EXERCISE PROMPT: Write out each line of the entries exactly, starting at the first and finishing with the line that contains "pub struct AppConfig".

(Data excerpts)
━━━━
//! Application configuration.

use directories::ProjectDirs;
use serde::{Deserialize, Serialize};
use std::path::PathBuf;

use super::args::CliArgs;
use crate::domain::entities::CacheMode;
use crate::infrastructure::image::disk_cache::DiskImageCache;
use crate::infrastructure::image::fetcher::default_user_agent;
use crate::infrastructure::image::memory_cache::DEFAULT_MEMORY_CAPACITY;
use crate::{APP_ORGANIZATION, APP_QUALIFIER, NAME};

/// Log level configuration.
#[derive(Debug, Clone, Copy, Default, PartialEq, Eq, Serialize, Deserialize, clap::ValueEnum)]
#[serde(rename_all = "lowercase")]
pub enum LogLevel {
    /// Trace level.
    Trace,
    /// Debug level.
    Debug,
    /// Info level.
    #[default]
    Info,
    /// Warning level.
    Warn,
    /// Error level.
    Error,
}

impl std::fmt::Display for LogLevel {
    fn fmt(&self, f: &mut std::fmt::Formatter<'_>) -> std::fmt::Result {
        match self {
            Self::Trace => write!(f, "trace"),
            Self::Debug => write!(f, "debug"),
            Self::Info => write!(f, "info"),
            Self::Warn => write!(f, "warn"),
            Self::Error => write!(f, "error"),
        }
    }
}

/// Application configuration, read from `config.toml` and overridden by CLI flags.
#[derive(Debug, Default, Serialize, Deserialize)]
pub struct AppConfig {
    /// Configuration file path.
    #[serde(skip)]
    pub config: Option<PathBuf>,

    /// Log file path. Logs go to stderr when unset.
    #[serde(skip)]
    pub log_path: Option<PathBuf>,

    /// Log verbosity level.
    #[serde(default)]
    pub log_level: LogLevel,

    /// Image cache configuration.
    #[serde(default)]
    pub cache: CacheConfig,
}

/// Image cache configuration.
#[derive(Debug, Clone, Serialize, Deserialize)]
pub struct CacheConfig {
    /// Active cache tiers. Accepts a name or the legacy index 0, 1 or 2.
    #[serde(default)]
    pub mode: CacheMode,

    /// Directory for persisted images. Defaults to the platform cache directory.
    #[serde(default)]
    pub disk_cache_directory: Option<PathBuf>,

    /// Memory cache budget in bytes.
    #[serde(default = "default_memory_capacity")]
    pub memory_capacity: u64,

    /// Maximum concurrent downloads.
    #[serde(default = "default_max_concurrent_downloads")]
    pub max_concurrent_downloads: usize,

    /// Request timeout in seconds.
    #[serde(default = "default_timeout_secs")]
    pub timeout_secs: u64,

    /// Reject downloads that are not a recognizable image format.
    #[serde(default = "default_true")]
    pub validate_images: bool,

    /// User agent for image requests.
    #[serde(default = "default_user_agent")]
    pub user_agent: String,
}

impl CacheConfig {
    /// Returns the disk cache directory, falling back to the platform default.
    #[must_use]
    pub fn effective_disk_cache_dir(&self) -> PathBuf {
        self.disk_cache_directory.clone().unwrap_or_else(|| {
            DiskImageCache::default_location()
                .cache_dir()
                .to_path_buf()
        })
    }
}

impl Default for CacheConfig {
    fn default() -> Self {
        Self {
            mode: CacheMode::default(),
            disk_cache_directory: None,
            memory_capacity: default_memory_capacity(),
            max_concurrent_downloads: default_max_concurrent_downloads(),
            timeout_secs: default_timeout_secs(),
            validate_images: true,
            user_agent: default_user_agent(),
        }
    }
}

const fn default_memory_capacity() -> u64 {
    DEFAULT_MEMORY_CAPACITY
}

const fn default_max_concurrent_downloads() -> usize {
    4
}

const fn default_timeout_secs() -> u64 {
    30
}

const fn default_true() -> bool {
    true
}

impl AppConfig {
    /// Merges CLI arguments into the configuration.
    pub fn merge_with_args(&mut self, args: &CliArgs) {
        if let Some(config_path) = &args.config {
            self.config = Some(config_path.clone());
        }
        if let Some(log_path) = &args.log_path {
            self.log_path = Some(log_path.clone());
        }
        if let Some(log_level) = args.log_level {
            self.log_level = log_level;
        }
        if let Some(mode) = args.cache_mode {
            self.cache.mode = mode;
        }
        if let Some(dir) = &args.cache_dir {
            self.cache.disk_cache_directory = Some(dir.clone());
        }
        if let Some(capacity) = args.memory_capacity {
            self.cache.memory_capacity = capacity;
        }
        if let Some(max) = args.max_concurrent_downloads {
            self.cache.max_concurrent_downloads = max;
        }
    }

    /// Returns default config directory.
    #[must_use]
    pub fn default_config_dir() -> Option<PathBuf> {
        ProjectDirs::from(APP_QUALIFIER, APP_ORGANIZATION, NAME)
            .map(|dirs| dirs.config_dir().to_path_buf())
    }

    /// Returns default config file path.
    #[must_use]
    pub fn default_config_path() -> Option<PathBuf> {
        Self::default_config_dir().map(|dir| dir.join("config.toml"))
    }

    /// Returns effective config path.
    #[must_use]
    pub fn effective_config_path(&self) -> Option<PathBuf> {
        self.config.clone().or_else(Self::default_config_path)
    }
}

#[cfg(test)]
mod tests {
    use super::*;
    use clap::Parser;

    #[test]
    fn test_parse_config() {
        let toml_content = r#"
            log_level = "debug"

            [cache]
            mode = "disk"
            disk_cache_directory = "/var/cache/pixload"
            memory_capacity = 1024
        "#;

        let config: AppConfig = toml::from_str(toml_content).expect("Failed to parse config");

        assert_eq!(config.log_level, LogLevel::Debug);
        assert_eq!(config.cache.mode, CacheMode::Disk);
        assert_eq!(
            config.cache.effective_disk_cache_dir(),
            PathBuf::from("/var/cache/pixload")
        );
        assert_eq!(config.cache.memory_capacity, 1024);
        assert_eq!(config.cache.max_concurrent_downloads, 4);
        assert!(config.cache.validate_images);
    }

    #[test]
    fn test_legacy_mode_index() {
        let config: AppConfig = toml::from_str("[cache]\nmode = 1").unwrap();
        assert_eq!(config.cache.mode, CacheMode::Memory);
    }

    #[test]
    fn test_invalid_mode_is_rejected() {
        let err = toml::from_str::<AppConfig>("[cache]\nmode = 5").unwrap_err();
        assert!(err.to_string().contains("out of range"), "{err}");

        assert!(toml::from_str::<AppConfig>("[cache]\nmode = \"turbo\"").is_err());
    }

    #[test]
    fn test_default_config() {
        let config = AppConfig::default();

        assert_eq!(config.log_level, LogLevel::Info);
        assert_eq!(config.cache.mode, CacheMode::None);
        assert_eq!(config.cache.memory_capacity, DEFAULT_MEMORY_CAPACITY);
        assert!(config.cache.user_agent.starts_with(NAME));
    }

    #[test]
    fn test_merge_with_args() {
        let args = CliArgs::parse_from([
            NAME,
            "--cache-mode",
            "memory",
            "--memory-capacity",
            "2048",
            "--cache-dir",
            "/tmp/imgs",
            "info",
        ]);
        let mut config = AppConfig::default();

        config.merge_with_args(&args);

        assert_eq!(config.cache.mode, CacheMode::Memory);
        assert_eq!(config.cache.memory_capacity, 2048);
        assert_eq!(
            config.cache.disk_cache_directory,
            Some(PathBuf::from("/tmp/imgs"))
        );
        assert_eq!(config.log_level, LogLevel::Info);
    }
}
━━━━
FINISHED TASK:
//! Application configuration.

use directories::ProjectDirs;
use serde::{Deserialize, Serialize};
use std::path::PathBuf;

use super::args::CliArgs;
use crate::domain::entities::CacheMode;
use crate::infrastructure::image::disk_cache::DiskImageCache;
use crate::infrastructure::image::fetcher::default_user_agent;
use crate::infrastructure::image::memory_cache::DEFAULT_MEMORY_CAPACITY;
use crate::{APP_ORGANIZATION, APP_QUALIFIER, NAME};

/// Log level configuration.
#[derive(Debug, Clone, Copy, Default, PartialEq, Eq, Serialize, Deserialize, clap::ValueEnum)]
#[serde(rename_all = "lowercase")]
pub enum LogLevel {
    /// Trace level.
    Trace,
    /// Debug level.
    Debug,
    /// Info level.
    #[default]
    Info,
    /// Warning level.
    Warn,
    /// Error level.
    Error,
}

impl std::fmt::Display for LogLevel {
    fn fmt(&self, f: &mut std::fmt::Formatter<'_>) -> std::fmt::Result {
        match self {
            Self::Trace => write!(f, "trace"),
            Self::Debug => write!(f, "debug"),
            Self::Info => write!(f, "info"),
            Self::Warn => write!(f, "warn"),
            Self::Error => write!(f, "error"),
        }
    }
}

/// Application configuration, read from `config.toml` and overridden by CLI flags.
#[derive(Debug, Default, Serialize, Deserialize)]
pub struct AppConfig {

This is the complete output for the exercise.